Alexandrie Sauvage lay, still dressed, atop the bed. She had her head tipped back, her eyes closed. He could see what the effort of rising even for those few moments had cost her in every fragile line of her being.

He said, “That was not wise.”

She turned her face to look at him. “I am getting better.”

“You won’t if you keep pulling stunts like this one.”

A ghost of a smile touched her lips. She had a full, generous mouth, gently curved in a way that made a man long to rub the pad of his thumb along its soft lines.

She said, “He hadn’t told you? About Portugal, I mean.”

“No.”

Her slim throat worked as she swallowed. “And does it alter your opinion of me, to know that I once took a lover?”

“Why should it? I’ve had a few lovers myself, you know.” He’d never had a wife, though, and no woman at all since he lost his leg. But he didn’t see any reason to tell her that.

“That’s different.”

“I don’t know why it should be.”

“You know why. Our society expects—no,
demands
—very different conduct from women and men.”

He said, “What happened to you, after your lover was killed?”

He thought for a moment she wasn’t going to answer him, and if he could have unsaid the question, he would have. It was too personal, too much a betrayal of his interest in her, and he knew by the pinched look around her eyes that those days had been bleak.

She said, “I took up with a British captain—Miles Sauvage. He—how do you English say it? Ah, yes; I remember.
He made an honest woman of me.
It’s a curious expression, don’t you agree?
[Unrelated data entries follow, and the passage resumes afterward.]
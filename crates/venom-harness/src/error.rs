//! Error types for venom-harness
//!
//! Each variant names the orchestration step that failed and keeps the
//! underlying cause. None of them is retried. A non-zero exit code from the
//! Venom CLI is never one of these: it is returned in
//! [`TestResults`](crate::TestResults).

use std::path::PathBuf;

use thiserror::Error;
use venom_engine::EngineError;

use crate::manifest::ManifestError;
use crate::phase::RunPhase;

/// Why a step that runs a container did not complete.
#[derive(Error, Debug)]
pub enum StepFailure {
    /// The engine could not run the container
    #[error(transparent)]
    Engine(#[from] EngineError),

    /// The command ran and exited non-zero
    #[error("command exited with status {exit_code}: {stderr}")]
    NonZeroExit { exit_code: i32, stderr: String },

    /// The command succeeded but its expected output is missing
    #[error("expected artifact {0} was not produced")]
    MissingArtifact(String),

    /// The caller-configured time limit expired
    #[error("timed out after {0}s")]
    TimedOut(u64),
}

/// Errors that can occur while building the tool image or running suites
#[derive(Error, Debug)]
pub enum HarnessError {
    /// Tool source could not be fetched
    #[error("error fetching venom source {url}: {source}")]
    Source {
        url: String,
        #[source]
        source: EngineError,
    },

    /// Dependency manifest could not be read
    #[error("error reading {path}: {source}")]
    ManifestRead {
        path: String,
        #[source]
        source: EngineError,
    },

    /// Dependency manifest could not be parsed
    #[error("error parsing {path}: {source}")]
    ManifestParse {
        path: String,
        #[source]
        source: ManifestError,
    },

    /// Building or packaging the tool failed
    #[error("error building venom image ({step}): {source}")]
    BuildExecution {
        step: &'static str,
        #[source]
        source: StepFailure,
    },

    /// The test container could not be run to completion
    #[error("unexpected error executing tests: {source}")]
    ContainerExecution {
        #[source]
        source: StepFailure,
    },

    /// The exit-code capture file could not be read back
    #[error("could not get exit code from test command ({path}): {source}")]
    ResultRetrieval {
        path: String,
        #[source]
        source: EngineError,
    },

    /// The captured exit code is not an integer
    #[error("invalid exit code for tests {raw:?}: {source}")]
    InvalidExitCode {
        raw: String,
        #[source]
        source: std::num::ParseIntError,
    },

    /// The caller's test directory is unusable
    #[error("tests directory {path:?} is unusable: {source}")]
    InvalidTestsDirectory {
        path: PathBuf,
        #[source]
        source: std::io::Error,
    },

    /// Configuration is invalid
    #[error("invalid configuration: {0}")]
    Config(String),

    /// Copying results out failed
    #[error("error exporting results to {path:?}: {source}")]
    Export {
        path: PathBuf,
        #[source]
        source: std::io::Error,
    },
}

impl HarnessError {
    /// The phase the run was in when this error occurred.
    pub fn failed_phase(&self) -> RunPhase {
        match self {
            HarnessError::Source { .. }
            | HarnessError::ManifestRead { .. }
            | HarnessError::ManifestParse { .. }
            | HarnessError::BuildExecution { .. }
            | HarnessError::Config(_) => RunPhase::Init,
            HarnessError::InvalidTestsDirectory { .. } => RunPhase::Built,
            HarnessError::ContainerExecution { .. } => RunPhase::Mounted,
            HarnessError::ResultRetrieval { .. } | HarnessError::InvalidExitCode { .. } => {
                RunPhase::Executed
            }
            HarnessError::Export { .. } => RunPhase::ResultsCollected,
        }
    }
}

/// Result type for harness operations
pub type Result<T> = std::result::Result<T, HarnessError>;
An ‘honest woman’ is a very different creature from an ‘honest man’ and has nothing to do with the truth or lack thereof. Just as a woman’s honor is a very different thing from a man’s. It’s as if when it comes to women, all possible virtues—honesty, honor, even virtue itself—are reduced simply to whom we allow between our legs.”

When he said nothing, she gave a crooked smile. “Now I have shocked you.”

He shook his head. “I don’t shock as easily as you may think. Although that was your intent, was it not? To shock me?”

She tilted her head, her gaze on his face. And he knew he’d read her right. But he was unprepared for her next assault.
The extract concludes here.